Todos os ventos
cruzados provocam inação e estupefação. Uns são voluntários, outros
involuntários. Pode demorar-se mais ou menos tempo a reagir a eles e às suas
consequências; a rapidez da reação depende da previsibilidade que o fenómeno possuir
e da capacidade de que se dispõe para, quando acontecem, lhe fazer face.
O grau de
previsibilidade não é uma total indeterminação, para trás da qual possamos
atirar, sempre, a irresponsabilidade dos que com os ventos têm que se
confrontar. O grau de previsibilidade depende da forma como nos tivermos
preparado para combater os efeitos dos que venham a acontecer. Do mesmo modo
que, face à possibilidade da verificação de um fogo urbano, a lucidez não
aconselha, a que se construam edifícios mal preparados para lhes resistir ou, a
que se não façam exercícios de evacuação envolvendo todos os residentes de um
prédio ou os componentes de uma comunidade, também, face à possibilidade de
ventos cruzados nos incêndios florestais, os cidadãos e as suas estruturas
organizativas, não podem esperar que os fogos aconteçam, para saber o que são
ventos cruzados. A isto chama-se “proteção civil”. Aquela de que temos vindo a
ouvir falar é uma sua componente indispensável, mas, porventura, a de menor
peso. Proteção Civil, sem cidadãos mobilizados, não é digna desse nome.
Vamos ouvindo
dizer que “já tudo foi dito”, como que a querer significar que já basta de
conversa. É verdade que basta de conversa, mas, ainda nos é insuficiente, a sua
mastigação e digestão. As dores de barriga, que lhe são consequência, tornam-se
ano após ano, cada vez mais insuportáveis.
Os incêndios
exigem, certamente, uma discussão técnica e uma discussão política, mas
requerem, antes de mais, um envolvimento cidadão, que é tudo o que menos tem sido
incentivado. Aqui,
o Prof. Álvaro Vasconcelos escreveu: “Há tempos, como os que vivemos, em que a intervenção cívica é uma
obrigação. É a mobilização da cidadania, da sociedade civil, que está a travar
a vaga nacionalista, e poderá mesmo derrotá-la. Está aqui, talvez, a pista para
compreender as surpresas, agora positivas, que estão a surgir um pouco por toda
a parte”. Não posso estar mais de acordo com esta afirmação e entendo que ela
se aplica a todos os domínios da nossa vida coletiva: o nacionalismo, o
desenvolvimento, o euro, a organização e a crise financeira, os sismos, os
incêndios, etc.
Quando ouvimos dizer que
o incêndio, qualquer que ele seja, teve origem criminosa, ou uma causa natural,
e se desenvolveu de forma devastadora, as interrogações vêm em catadupa. Deixem
que vos transcreva uma conversa que qualquer um de nós poderia ter imaginado.
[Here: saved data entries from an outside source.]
#![forbid(unsafe_code)]

//! Typewriter reveal of a single line.
//!
//! [`Reveal`] is the pure sequence: a lazy, finite, fused iterator over
//! progressively longer prefixes of its target, one extended grapheme
//! cluster at a time. It cannot be rewound; once consumed (or cancelled) it
//! yields nothing more.
//!
//! [`RevealEngine`] schedules a `Reveal` on a [`TimerQueue`], suspending the
//! per-character delay between clusters. Replacing or cancelling the running
//! reveal cancels its timer and bumps an epoch, so a stale step can never
//! mutate the visible text.
//!
//! ```
//! use cyberterm_text::reveal::Reveal;
//! use std::time::Duration;
//!
//! let prefixes: Vec<String> = Reveal::new("héy", Duration::from_millis(30)).collect();
//! assert_eq!(prefixes, vec!["h", "hé", "héy"]);
//!
//! let skipped: Vec<String> = Reveal::skip("boot ok").collect();
//! assert_eq!(skipped, vec!["boot ok"]);
//! ```

use std::iter::FusedIterator;
use std::time::Duration;

use cyberterm_core::timer::{Fired, TimerId, TimerQueue};
use unicode_segmentation::UnicodeSegmentation;

/// How a reveal emits its text.
#[derive(Debug, Clone, Copy, PartialEq, Eq)]
pub enum RevealMode {
    /// One grapheme cluster per step.
    Typewriter,
    /// The whole string in a single step.
    Skip,
}

/// Lazy prefix sequence for one target string.
#[derive(Debug, Clone)]
pub struct Reveal {
    text: String,
    /// Byte length of the visible prefix after each step.
    steps: Vec<usize>,
    cursor: usize,
    mode: RevealMode,
    delay: Duration,
    cancelled: bool,
}

impl Reveal {
    /// Typewriter reveal with `delay` between clusters.
    ///
    /// An empty target still emits one (empty) prefix so completion is
    /// observable.
    #[must_use]
    pub fn new(text: impl Into<String>, delay: Duration) -> Self {
        let text = text.into();
        let mut steps: Vec<usize> = text
            .grapheme_indices(true)
            .map(|(start, cluster)| start + cluster.len())
            .collect();
        if steps.is_empty() {
            steps.push(0);
        }
        Self {
            text,
            steps,
            cursor: 0,
            mode: RevealMode::Typewriter,
            delay,
            cancelled: false,
        }
    }

    /// Already-complete reveal: a single step carrying the whole string.
    #[must_use]
    pub fn skip(text: impl Into<String>) -> Self {
        let text = text.into();
        let steps = vec![text.len()];
        Self {
            text,
            steps,
            cursor: 0,
            mode: RevealMode::Skip,
            delay: Duration::ZERO,
            cancelled: false,
        }
    }

    /// Build a reveal in the given mode.
    #[must_use]
    pub fn with_mode(text: impl Into<String>, delay: Duration, mode: RevealMode) -> Self {
        match mode {
            RevealMode::Typewriter => Self::new(text, delay),
            RevealMode::Skip => Self::skip(text),
        }
    }

    /// The full target string.
    #[must_use]
    pub fn target(&self) -> &str {
        &self.text
    }

    /// The prefix emitted so far.
    #[must_use]
    pub fn visible(&self) -> &str {
        match self.cursor {
            0 => "",
            n => &self.text[..self.steps[n - 1]],
        }
    }

    /// Delay between steps.
    #[must_use]
    pub fn delay(&self) -> Duration {
        self.delay
    }

    /// Emission mode.
    #[must_use]
    pub fn mode(&self) -> RevealMode {
        self.mode
    }

    /// Steps left to emit (zero once cancelled).
    #[must_use]
    pub fn remaining(&self) -> usize {
        if self.cancelled {
            0
        } else {
            self.steps.len() - self.cursor
        }
    }

    /// Whether every step has been emitted.
    #[must_use]
    pub fn is_complete(&self) -> bool {
        !self.cancelled && self.cursor == self.steps.len()
    }

    /// Whether the reveal was abandoned.
    #[must_use]
    pub fn is_cancelled(&self) -> bool {
        self.cancelled
    }

    /// Abandon the reveal. The visible prefix stays as it is.
    pub fn cancel(&mut self) {
        self.cancelled = true;
    }

    /// Emit the next step without allocating. Returns the new visible byte
    /// length.
    pub fn step(&mut self) -> Option<usize> {
        if self.remaining() == 0 {
            return None;
        }
        let len = self.steps[self.cursor];
        self.cursor += 1;
        Some(len)
    }
}

impl Iterator for Reveal {
    type Item = String;

    fn next(&mut self) -> Option<String> {
        self.step().map(|len| self.text[..len].to_owned())
    }

    fn size_hint(&self) -> (usize, Option<usize>) {
        let remaining = self.remaining();
        (remaining, Some(remaining))
    }
}

impl ExactSizeIterator for Reveal {}
impl FusedIterator for Reveal {}

/// Progress reported by [`RevealEngine::poll`].
#[derive(Debug, Clone, Copy, PartialEq, Eq)]
pub enum RevealEvent {
    /// One more cluster became visible; more follow.
    Advanced {
        /// Visible prefix length in bytes.
        visible_len: usize,
    },
    /// The final step was emitted.
    Completed,
}

/// Drives one [`Reveal`] at a time on its own timer queue.
#[derive(Debug)]
pub struct RevealEngine {
    queue: TimerQueue<u64>,
    current: Option<Reveal>,
    pending: Option<TimerId>,
    epoch: u64,
}

impl Default for RevealEngine {
    fn default() -> Self {
        Self::new()
    }
}

impl RevealEngine {
    /// Idle engine at virtual time zero.
    #[must_use]
    pub fn new() -> Self {
        Self::starting_at(Duration::ZERO)
    }

    /// Idle engine whose clock starts at `now`.
    #[must_use]
    pub fn starting_at(now: Duration) -> Self {
        Self {
            queue: TimerQueue::starting_at(now),
            current: None,
            pending: None,
            epoch: 0,
        }
    }

    /// Engine clock.
    #[must_use]
    pub fn now(&self) -> Duration {
        self.queue.now()
    }

    /// Start `reveal` now, replacing any running reveal.
    pub fn start(&mut self, reveal: Reveal) {
        self.start_after(Duration::ZERO, reveal);
    }

    /// Start `reveal` after `pause`, replacing any running reveal.
    ///
    /// The first step is emitted `pause + reveal.delay()` from now.
    pub fn start_after(&mut self, pause: Duration, reveal: Reveal) {
        self.invalidate();
        tracing::trace!(
            target: "cyberterm.reveal",
            epoch = self.epoch,
            steps = reveal.remaining(),
            mode = ?reveal.mode(),
            "reveal started"
        );
        let first = pause + reveal.delay();
        self.current = Some(reveal);
        self.pending = Some(self.queue.after(first, self.epoch));
    }

    /// Abandon the running reveal. Its visible prefix is kept; no further
    /// step will be emitted.
    pub fn cancel(&mut self) {
        if let Some(reveal) = self.current.as_mut() {
            if !reveal.is_complete() {
                tracing::debug!(
                    target: "cyberterm.reveal",
                    epoch = self.epoch,
                    remaining = reveal.remaining(),
                    "reveal cancelled"
                );
            }
            reveal.cancel();
        }
        self.invalidate();
    }

    fn invalidate(&mut self) {
        if let Some(id) = self.pending.take() {
            self.queue.cancel(id);
        }
        self.epoch += 1;
    }

    /// Run the next step due at or before `until`.
    ///
    /// Returns one event at a time; the engine clock sits at the step's
    /// deadline, so a follow-up [`start`](Self::start) issued while handling
    /// [`RevealEvent::Completed`] begins at the exact completion instant.
    pub fn poll(&mut self, until: Duration) -> Option<RevealEvent> {
        while let Some(fired) = self.queue.poll(until) {
            if let Some(event) = self.handle(fired) {
                return Some(event);
            }
        }
        None
    }

    /// Fire a captured step timer immediately.
    ///
    /// Stale or cancelled handles are a no-op and return `None`.
    pub fn fire(&mut self, id: TimerId) -> Option<RevealEvent> {
        let fired = self.queue.fire(id)?;
        self.handle(fired)
    }

    fn handle(&mut self, fired: Fired<u64>) -> Option<RevealEvent> {
        if fired.payload != self.epoch {
            tracing::trace!(
                target: "cyberterm.reveal",
                timer = fired.id.raw(),
                "stale step dropped"
            );
            return None;
        }
        self.pending = None;
        let reveal = self.current.as_mut()?;
        let visible_len = reveal.step()?;
        if reveal.remaining() == 0 {
            return Some(RevealEvent::Completed);
        }
        let delay = reveal.delay();
        self.pending = Some(self.queue.after(delay, self.epoch));
        Some(RevealEvent::Advanced { visible_len })
    }

    /// Visible prefix of the current reveal (empty when idle).
    #[must_use]
    pub fn visible(&self) -> &str {
        self.current.as_ref().map_or("", Reveal::visible)
    }

    /// The current reveal, if any.
    #[must_use]
    pub fn current(&self) -> Option<&Reveal> {
        self.current.as_ref()
    }

    /// Whether a step is scheduled.
    #[must_use]
    pub fn is_revealing(&self) -> bool {
        self.pending.is_some()
    }

    /// Handle of the scheduled step, if any.
    #[must_use]
    pub fn pending_timer(&self) -> Option<TimerId> {
        self.pending
    }

    /// Deadline of the scheduled step, if any.
    #[must_use]
    pub fn next_deadline(&self) -> Option<Duration> {
        self.queue.next_deadline()
    }
}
P - Porque é que o fogo não
parou 500 ou 600 m, à frente do local onde se iniciou?
R – Vinha
com tal força que não havia nada que o pudesse dominar!
P - Mas, então, as faixas de
proteção e gestão do combustível (que podem ter 150 m de largura) não serviram
para nada?
R - Talvez servissem, mas não
estavam lá; a sua criação implicava que se comesse mais de 2/3 da área de um,
ou mais proprietários.
P – Não estavam, mas certamente que
havia cortinas corte fogo de árvores bombeiro e devem ter tido algum efeito?
R - Também não; essas árvores são
de crescimento muito lento e não são suficientemente rentáveis para cada um dos
proprietários.
P – Mau, e os caminhos e
aceiros estavam limpos e desimpedidos?
R – Já há bastante tempo que ninguém lá
tinha ido ver e, por isso, não se sabia o estado em que estavam
P – E não havia tanques de reserva
de água?
R – Eram pequenos e estavam vazios, com
a sequeira que houve este ano.
P – E os terrenos estavam
limpos?
R – Estavam 2 ou 3, mas esses
também arderam, porque os outros que os rodeavam, não estavam.
P – E como é que foram
mobilizadas as populações para o combate?
R – Não podiam ser, porque a
maioria são idosos e os novos, apesar do heroísmo que vieram a revelar, não
estavam suficientemente preparados para o efeito.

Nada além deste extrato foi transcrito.